Interactions between early adversity and the serotonin system determine lifespan immune responses in the hippocampus

Abstract

Early Life Adversity (ELA) is a major risk factor for psychiatric disorders, but the neurobiological mechanisms that mediate the long-lasting effects of ELA are largely unknown. One candidate process implicated in stress-induced psychiatric disorders that is also increased by ELA, is neuroinflammation. Reducing neuroinflammation may thus be a promising new strategy to rescue the impact of ELA on brain function and mental health. To test this hypothesis, we exposed mice to ELA (limited bedding and nesting material from postnatal day (PND)3 to PND10). We then tested their behavior in a fear discrimination task and collected brains at PND35 (adolescence), PND56 (adulthood), and at 18 months of age (old age). While ELA did not alter adolescent behavior, we find that ELA causes fear discrimination deficits in female mice from adulthood (PND56; n=12, p=0.009) that last into old age (18 months; n=5, p=0.02). At the neurobiological level, we used immunohistochemistry for CD68+/Iba1+ to determine the number of activated microglia.

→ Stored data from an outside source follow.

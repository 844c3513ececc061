//! Radio-occultation sounding as seen by the collocation searches.

use nalgebra::Vector3;

use crate::constants::{Degree, OccId, Radian, RADEG};
use crate::ref_system::unit_vector;
use crate::rotcol_errors::RotcolError;
use crate::time::Instant;

/// One RO sounding: identity, reference geolocation and time.
#[derive(Debug, Clone, PartialEq)]
pub struct Occultation {
    pub occid: OccId,
    /// Degrees east.
    pub longitude: Degree,
    /// Degrees north.
    pub latitude: Degree,
    pub time: Instant,
}

impl Occultation {
    /// Validated sounding.
    ///
    /// Return
    /// ----------
    /// * `Err(RotcolError::InvalidArgument)` for a non-finite longitude, a latitude
    ///   outside `[−90°, 90°]`, or an empty identifier.
    pub fn new(
        occid: impl Into<OccId>,
        longitude: Degree,
        latitude: Degree,
        time: Instant,
    ) -> Result<Self, RotcolError> {
        let occ = Occultation {
            occid: occid.into(),
            longitude,
            latitude,
            time,
        };
        occ.validate()?;
        Ok(occ)
    }

    /// Check the invariants of a sounding built field by field.
    pub fn validate(&self) -> Result<(), RotcolError> {
        if self.occid.is_empty() {
            return Err(RotcolError::InvalidArgument(
                "occultation identifier is empty".into(),
            ));
        }
        if !self.longitude.is_finite() || !(-90.0..=90.0).contains(&self.latitude) {
            return Err(RotcolError::InvalidArgument(format!(
                "occultation {} has invalid geolocation ({}, {})",
                self.occid, self.longitude, self.latitude
            )));
        }
        Ok(())
    }

    pub fn longitude_rad(&self) -> Radian {
        self.longitude * RADEG
    }

    pub fn latitude_rad(&self) -> Radian {
        self.latitude * RADEG
    }

    /// Earth-fixed unit vector of the sounding.
    pub fn unit_vector(&self) -> Vector3<f64> {
        unit_vector(self.longitude_rad(), self.latitude_rad())
    }
}

#[cfg(test)]
mod occultation_test {
    use super::*;
    use crate::time::calendar::Calendar;
    use crate::time::time_system::{TimeSystem, UtcConvention};
    use approx::assert_relative_eq;

    #[test]
    fn test_new_validates() {
        let ts = TimeSystem::builtin(UtcConvention::System2).unwrap();
        let t = ts.from_utc(&Calendar::date(2022, 3, 1).unwrap()).unwrap();

        let occ = Occultation::new("COSMIC2-G05-C2E1-2022-03-01-00-00", 90.0, 0.0, t).unwrap();
        assert_relative_eq!(occ.unit_vector(), Vector3::y(), epsilon = 1e-15);

        assert!(Occultation::new("x", 10.0, 90.5, t).is_err());
        assert!(Occultation::new("x", f64::NAN, 10.0, t).is_err());
        assert!(Occultation::new("x", 10.0, f64::NAN, t).is_err());
        assert!(Occultation::new("", 10.0, 10.0, t).is_err());
    }
}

We found a strong and long-lasting increase in the number of activated microglia in the hippocampus of ELA-exposed mice in adulthood and in old age (n=6; p<0.001). We then used a transgenic mouse line to increase hippocampal serotonin (5-HT) by knockdown of the 5-HT1A autoreceptor, and found that adolescent 5-HT1A knockdown can rescue ELA effects on fear discrimination and neuroinflammation later on. Our findings provide new insight into the potential of targeting the 5-HT system to prevent the neuroinflammatory and behavioral deficits resulting from ELA.